I came up with this question while writing the still-in-the-works update to Pledge of Tyranny.  Is it reasonable to allow a caster to use a magical skill as a cantrip (DC 10 check) in order to grant a +2 bonus to an adjacent caster's skill check?


----------



## RangerWickett (Jul 21, 2005)

Interesting. I never thought of that. I'll give you points for original thinking, certainly.

If you could just use a cantrip, though, it's likely to be overpowered. You could get 8 folks to aid you, and you'd never fail. I'd recommend either limiting the number of people who can aid (perhaps based on the primary caster's skill ranks, Intelligence mod, or something similar), or require the assisters to spend the same amount of MP as the main spell.

I do, however, have something similar in the modern EOM rules for group ritual spells.


----------



## genshou (Jul 21, 2005)

RangerWickett said:
			
		

> Interesting. I never thought of that. I'll give you points for original thinking, certainly.
> 
> If you could just use a cantrip, though, it's likely to be overpowered. You could get 8 folks to aid you, and you'd never fail.
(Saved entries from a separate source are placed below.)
use std::path::Path;

use directory_engine::{parse_visit_date, ContactRecord, Department, EngineConfig, RecordId};
use once_cell::sync::Lazy;
use regex::Regex;

use crate::columns::{ColumnAliases, ColumnMap, Field};
use crate::error::Result;
use crate::table::{RawRow, RawTable};

static HTTP_URL: Lazy<Regex> =
    Lazy::new(|| Regex::new(r"^https?://[^\s/?#]+[^\s]*$").expect("valid regex"));

/// Turns raw sheet rows into contact records
#[derive(Debug, Clone, Default)]
pub struct TableReader {
    aliases: ColumnAliases,
    config: EngineConfig,
}

impl TableReader {
    #[must_use]
    pub fn new(aliases: ColumnAliases, config: EngineConfig) -> Self {
        Self { aliases, config }
    }

    /// Build one record per non-blank row.
    ///
    /// Record ids are source row indices, so they stay put when blank rows are skipped.
    /// Fails only when the table lacks a name or address column altogether.
    pub fn read(&self, table: &RawTable) -> Result<Vec<ContactRecord>> {
        let columns = self.aliases.resolve(&table.columns())?;

        let records: Vec<ContactRecord> = table
            .rows()
            .iter()
            .enumerate()
            .filter(|(idx, row)| {
                let blank = row.is_blank();
                if blank {
                    log::debug!("Skipping blank row {idx}");
                }
                !blank
            })
            .map(|(idx, row)| self.record_from_row(RecordId(idx), row, &columns))
            .collect();

        log::info!("Read {} contact records ({} rows)", records.len(), table.len());
        Ok(records)
    }

    fn record_from_row(&self, id: RecordId, row: &RawRow, columns: &ColumnMap) -> ContactRecord {
        let cell = |field: Field| columns.column(field).map_or("", |column| row.get(column));

        let name = cell(Field::Name).trim();
        let address = cell(Field::Address).trim();
        let mut record = ContactRecord::new(id, name, address)
            .departments(Department::zip_cells(
                cell(Field::Department),
                cell(Field::Contact),
                cell(Field::Phone),
                &self.config.placeholder,
            ))
            .marked_favorite(cell(Field::Favorite).trim() == self.config.favorite_marker);

        if record.name.is_empty() {
            log::warn!("Row {id} has no company name; it only appears under the all bucket");
        }

        record.tags = split_tags(cell(Field::Tags));
        record.parking = non_empty(cell(Field::Parking));
        record.notes = non_empty(cell(Field::Notes));
        record.image_url = self.image_url(id, cell(Field::Image));

        let visit = cell(Field::LastVisit).trim();
        if !visit.is_empty() {
            match parse_visit_date(visit) {
                Ok(date) => record.last_visit = Some(date),
                Err(err) => log::warn!("Row {id}: {err}"),
            }
        }

        record
    }

    fn image_url(&self, id: RecordId, raw: &str) -> Option<String> {
        let url = raw.trim();
        if url.is_empty() {
            return None;
        }
        if HTTP_URL.is_match(url) {
            return Some(url.to_string());
        }
        log::warn!("Row {id}: ignoring image value that is not an http(s) URL: {url:?}");
        None
    }
}

/// Load a table file and read it with the given aliases and engine config
pub fn load_records(
    path: &Path,
    aliases: ColumnAliases,
    config: EngineConfig,
) -> Result<Vec<ContactRecord>> {
    let table = RawTable::load(path)?;
    TableReader::new(aliases, config).read(&table)
}

fn split_tags(raw: &str) -> Vec<String> {
    raw.split(',')
        .map(str::trim)
        .filter(|tag| !tag.is_empty())
        .map(ToString::to_string)
        .collect()
}

fn non_empty(raw: &str) -> Option<String> {
    let trimmed = raw.trim();
    (!trimmed.is_empty()).then(|| trimmed.to_string())
}
use serde::Serialize;

use crate::chosung::{initial_consonant, is_latin_initial};
use crate::config::EngineConfig;
use crate::error::{DirectoryError, Result};
use crate::favorites::FavoriteSet;
use crate::region::region_candidates;
use crate::search::matches_query;
use crate::sort::order_entries;
use crate::types::ContactRecord;

/// Selected initial-consonant bucket
#[derive(Debug, Clone, Default, PartialEq, Eq)]
pub enum Bucket {
    /// No bucket filtering
    #[default]
    All,
    /// Names starting with an ASCII letter
    Latin,
    /// Names whose classification equals the label
    Initial(String),
}

impl Bucket {
    /// Interpret a filter-control label. Unknown labels become `Initial` and simply match
    /// nothing reachable.
    #[must_use]
    pub fn from_label(label: &str, config: &EngineConfig) -> Self {
        if label.is_empty() || label == config.all_label {
            Self::All
        } else if label == config.latin_label {
            Self::Latin
        } else {
            Self::Initial(label.to_string())
        }
    }

    #[must_use]
    pub fn matches(&self, name: &str) -> bool {
        match self {
            Self::All => true,
            Self::Latin => is_latin_initial(name),
            Self::Initial(label) => initial_consonant(name) == *label,
        }
    }
}

/// Selected region
#[derive(Debug, Clone, Default, PartialEq, Eq)]
pub enum Region {
    /// No region filtering
    #[default]
    All,
    /// Addresses starting with this string
    Prefix(String),
}

impl Region {
    #[must_use]
    pub fn from_label(label: &str, config: &EngineConfig) -> Self {
        if label.is_empty() || label == config.all_label {
            Self::All
        } else {
            Self::Prefix(label.to_string())
        }
    }

    #[must_use]
    pub fn matches(&self, address: &str) -> bool {
        match self {
            Self::All => true,
            Self::Prefix(prefix) => address.starts_with(prefix.as_str()),
        }
    }
}

/// Filter criteria for one pass
#[derive(Debug, Clone, Default, PartialEq, Eq)]
pub struct DirectoryFilter {
    /// Free-text query; empty disables the search stage
    pub query: String,
    pub bucket: Bucket,
    pub region: Region,
    /// Keep only favorites
    pub favorites_only: bool,
}

impl DirectoryFilter {
    /// Builder: set query
    #[must_use]
    pub fn query(mut self, query: impl Into<String>) -> Self {
        self.query = query.into();
        self
    }

    /// Builder: set bucket
    #[must_use]
    pub fn bucket(mut self, bucket: Bucket) -> Self {
        self.bucket = bucket;
        self
    }

    /// Builder: set region
    #[must_use]
    pub fn region(mut self, region: Region) -> Self {
        self.region = region;
        self
    }

    /// Builder: restrict to favorites
    #[must_use]
    pub const fn favorites_only(mut self, favorites_only: bool) -> Self {
        self.favorites_only = favorites_only;
        self
    }
}

/// A record as handed to the renderer, with its derived attributes
#[derive(Debug, Clone, PartialEq, Eq, Serialize)]
pub struct DirectoryEntry<'a> {
    #[serde(flatten)]
    pub record: &'a ContactRecord,
    pub is_favorite: bool,
    pub classification: String,
}

/// Stateless filter/classify/sort pipeline over a contact table
#[derive(Debug, Clone, Default)]
pub struct DirectoryEngine {
    config: EngineConfig,
}

impl DirectoryEngine {
    /// Create an engine after validating `config`
    pub fn new(config: EngineConfig) -> Result<Self> {
        config.validate()?;
        Ok(Self { config })
    }

    #[must_use]
    pub const fn config(&self) -> &EngineConfig {
        &self.config
    }

    /// The 16 bucket labels for the filter controls
    #[must_use]
    pub fn bucket_labels(&self) -> Vec<String> {
        self.config.bucket_labels()
    }

    /// Region labels for the filter controls
    #[must_use]
    pub fn region_candidates(&self, records: &[ContactRecord]) -> Vec<String> {
        region_candidates(records, &self.config.all_label)
    }

    /// Raw classification label of a name
    #[must_use]
    pub fn classify(&self, name: &str) -> String {
        initial_consonant(name)
    }

    #[must_use]
    pub fn bucket_from_label(&self, label: &str) -> Bucket {
        Bucket::from_label(label, &self.config)
    }

    #[must_use]
    pub fn region_from_label(&self, label: &str) -> Region {
        Region::from_label(label, &self.config)
    }

    /// Resolve a bucket chosen from the controls.
    ///
    /// Only [`Self::bucket_labels`] are selectable; an empty label means the all-sentinel.
    pub fn select_bucket(&self, label: &str) -> Result<Bucket> {
        let labels = self.bucket_labels();
        if label.is_empty() || labels.iter().any(|known| known == label) {
            return Ok(self.bucket_from_label(label));
        }
        Err(DirectoryError::unknown_label("bucket", label, &labels))
    }

    /// Resolve a region chosen from the controls.
    ///
    /// Only whole first-token candidates of `records` are selectable, never a partial token.
    pub fn select_region(&self, records: &[ContactRecord], label: &str) -> Result<Region> {
        let candidates = self.region_candidates(records);
        if label.is_empty() || candidates.iter().any(|known| known == label) {
            return Ok(self.region_from_label(label));
        }
        Err(DirectoryError::unknown_label("region", label, &candidates))
    }

    /// Run search, region, bucket and favorites filters, then order the survivors.
    ///
    /// `records` is only read; an empty result is a valid outcome.
    #[must_use]
    pub fn apply<'a>(
        &self,
        records: &'a [ContactRecord],
        filter: &DirectoryFilter,
        favorites: &FavoriteSet,
    ) -> Vec<DirectoryEntry<'a>> {
        let searched: Vec<&ContactRecord> = records
            .iter()
            .filter(|record| matches_query(record, &filter.query))
            .collect();
        log::debug!(
            "search {:?}: {} -> {} records",
            filter.query,
            records.len(),
            searched.len()
        );

        let regional: Vec<&ContactRecord> = searched
            .into_iter()
            .filter(|record| filter.region.matches(&record.address))
            .collect();
        log::debug!("region {:?}: {} records", filter.region, regional.len());

        let bucketed: Vec<&ContactRecord> = regional
            .into_iter()
            .filter(|record| filter.bucket.matches(&record.name))
            .collect();
        log::debug!("bucket {:?}: {} records", filter.bucket, bucketed.len());

        let mut entries: Vec<DirectoryEntry<'a>> = bucketed
            .into_iter()
            .map(|record| DirectoryEntry {
                record,
                is_favorite: favorites.is_favorite(record),
                classification: initial_consonant(&record.name),
            })
            .filter(|entry| !filter.favorites_only || entry.is_favorite)
            .collect();
        if filter.favorites_only {
            log::debug!("favorites only: {} records", entries.len());
        }

        order_entries(&mut entries);
        entries
    }

    /// Per-bucket hit counts under `filter`, ignoring its own bucket selection.
    ///
    /// Labels follow [`Self::bucket_labels`]; the all-sentinel counts every survivor.
    #[must_use]
    pub fn bucket_counts(
        &self,
        records: &[ContactRecord],
        filter: &DirectoryFilter,
        favorites: &FavoriteSet,
    ) -> Vec<(String, usize)> {
        let unbucketed = DirectoryFilter {
            bucket: Bucket::All,
            ..filter.clone()
        };
        let survivors = self.apply(records, &unbucketed, favorites);

        self.bucket_labels()
            .into_iter()
            .map(|label| {
                let bucket = self.bucket_from_label(&label);
                let count = survivors
                    .iter()
                    .filter(|entry| bucket.matches(&entry.record.name))
                    .count();
                (label, count)
            })
            .collect()
    }
}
I'd recommend either limiting the number of people who can aid (perhaps based on the primary caster's skill ranks, Intelligence mod, or something similar), or require the assisters to spend the same amount of MP as the main spell.
> 
> I do, however, have something similar in the modern EOM rules for group ritual spells.



I forgot to mention that I'd be limiting it to only one person aiding the caster.  If you need more aid, you're probably looking to do something best covered by an extension of the ritual rules.

I don't think it would be appropriate to make the assisting spellcaster sacrifice the full MP of the primary caster's spell.  That prevents the party Mageknight from ever being able to assist the party Mage with the Mage's better magical skills   It also effectively nullifies the benefit of Aid Another (you only have to succeed at a minor attempt in order to provide a little aid to someone else).  I'd look at it as similar to the Aid Another rules for Wealth checks from d20 Modern.  No matter how much Wealth the purchasing character has to sacrifice, the character making the Aid Another check only need sacrifice one Wealth point.


----------